Each mission begins with a briefing from Friend Computer, laying out what the players next mission will be. They will then be provided with their equipment for the mission, and once the mission is over, all of the items that the player has collected will have to be turned back over to Friend Computer, although a secret stash can be used for keeping hold of a small number of important items, such as crafting materials. The player will also be given experimental equipment from the R&D department to try out, and then report back presumably. The missions will tend to involve doing things that no one else wants to do, and more often than not will result in combat.

The combat is laid out in a familiar way, playing out in real time but with a pause in order to issue orders. Characters may have abilities that can be used during combat, thanks to their mutant genes, such as telekinesis, but otherwise it will come down to taking cover and firing weapons at whatever the enemy may be, from mutants to robots. It has to be said that there is not much depth to the combat which will mostly revolve around clicking on the enemy and letting the team get on with the business of shooting. The cover system seems to be a little vague and as there is not much variety to the weapons, tactics are limited.

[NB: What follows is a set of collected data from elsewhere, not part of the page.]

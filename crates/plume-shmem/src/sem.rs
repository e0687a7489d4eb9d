//! Counting semaphore over a futex word in shared memory.
//!
//! The word itself lives inside a shared mapping (the transport's control
//! block), so these are free functions over `&AtomicU32` rather than a type
//! owning its storage. `FUTEX_WAIT`/`FUTEX_WAKE` are used in their shared
//! (non-`PRIVATE`) form so waits cross process boundaries.

use std::sync::atomic::{AtomicU32, Ordering};
use std::time::Duration;

/// Add one permit and wake one waiter if any.
pub fn post(word: &AtomicU32) {
    word.fetch_add(1, Ordering::SeqCst);
    // SAFETY: futex on a valid aligned u32; no pointers retained.
    unsafe {
        libc::syscall(
            libc::SYS_futex,
            word.as_ptr(),
            libc::FUTEX_WAKE,
            1i32,
        );
    }
}

/// Take a permit without blocking. Returns false if none are available.
pub fn try_acquire(word: &AtomicU32) -> bool {
    let mut current = word.load(Ordering::SeqCst);
    while current > 0 {
        match word.compare_exchange_weak(current, current - 1, Ordering::SeqCst, Ordering::SeqCst) {
            Ok(_) => return true,
            Err(seen) => current = seen,
        }
    }
    false
}

/// Block until a permit is available or `timeout` elapses. Returns false on
/// timeout.
pub fn acquire_timeout(word: &AtomicU32, timeout: Duration) -> bool {
    let deadline = std::time::Instant::now() + timeout;
    loop {
        if try_acquire(word) {
            return true;
        }
        let now = std::time::Instant::now();
        if now >= deadline {
            return false;
        }
        let left = deadline - now;
        let ts = libc::timespec {
            tv_sec: left.as_secs() as libc::time_t,
            tv_nsec: left.subsec_nanos() as libc::c_long,
        };
        // Sleep only while the count is still zero; a concurrent post makes
        // the syscall return EAGAIN immediately.
        // SAFETY: futex on a valid aligned u32; ts outlives the call.
        let rc = unsafe {
            libc::syscall(
                libc::SYS_futex,
                word.as_ptr(),
                libc::FUTEX_WAIT,
                0u32,
                &ts as *const libc::timespec,
            )
        };
        if rc == -1 {
            let err = std::io::Error::last_os_error();
            match err.raw_os_error() {
                Some(libc::EAGAIN) | Some(libc::EINTR) => {}
                Some(libc::ETIMEDOUT) => return try_acquire(word),
                _ => {
                    tracing::warn!("futex wait failed: {err}");
                    return try_acquire(word);
                }
            }
        }
    }
}

#[cfg(test)]
mod tests {
    use super::*;
    use std::sync::atomic::AtomicU32;
    use std::sync::Arc;
    use std::time::Duration;

    #[test]
    fn try_acquire_consumes_permits() {
        let word = AtomicU32::new(0);
        assert!(!try_acquire(&word));
        post(&word);
        post(&word);
        assert!(try_acquire(&word));
        assert!(try_acquire(&word));
        assert!(!try_acquire(&word));
    }

    #[test]
    fn timed_wait_times_out_without_permit() {
        let word = AtomicU32::new(0);
        let start = std::time::Instant::now();
        assert!(!acquire_timeout(&word, Duration::from_millis(30)));
        assert!(start.elapsed() >= Duration::from_millis(25));
    }

    #[test]
    fn post_wakes_a_blocked_waiter() {
        let word = Arc::new(AtomicU32::new(0));
        let waiter = {
            let word = Arc::clone(&word);
            std::thread::spawn(move || acquire_timeout(&word, Duration::from_secs(5)))
        };
        std::thread::sleep(Duration::from_millis(20));
        post(&word);
        assert!(waiter.join().unwrap());
        assert_eq!(word.load(std::sync::atomic::Ordering::SeqCst), 0);
    }
}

Paranoia was all about the humour, and the game does its best to measure up. There are lots of silly situations and chuckle worthy moments to the game, although there is a sense of familiarity thanks to the overused dystopian sci-fi setting. The Alpha Complex is well laid out and it is easy to navigate, but it does feel bland and uninteresting, not that a dystopian future would be interesting. The inhabitants, much like the environment, feel quite bland and while the player is able to converse with many of them, they rarely say anything worth listening to. It doesn’t really help that there seem to be only a few character models but, y’know, clones.


Paranoia: Happiness is Mandatory tries to bring the feel of the tabletop RPG to our screens, and doesn’t do too bad when it comes to the humour and the setting. However, lacking the chance to betray friends in some form of multiplayer, and with merely serviceable combat and shallow gameplay, the game misses the appeal of the original. Comparison aside, Paranoia is a fun, if rather short, CRPG that should prove interesting to most fans of the genre. Just remember to be happy, because Friend Computer says you must be happy.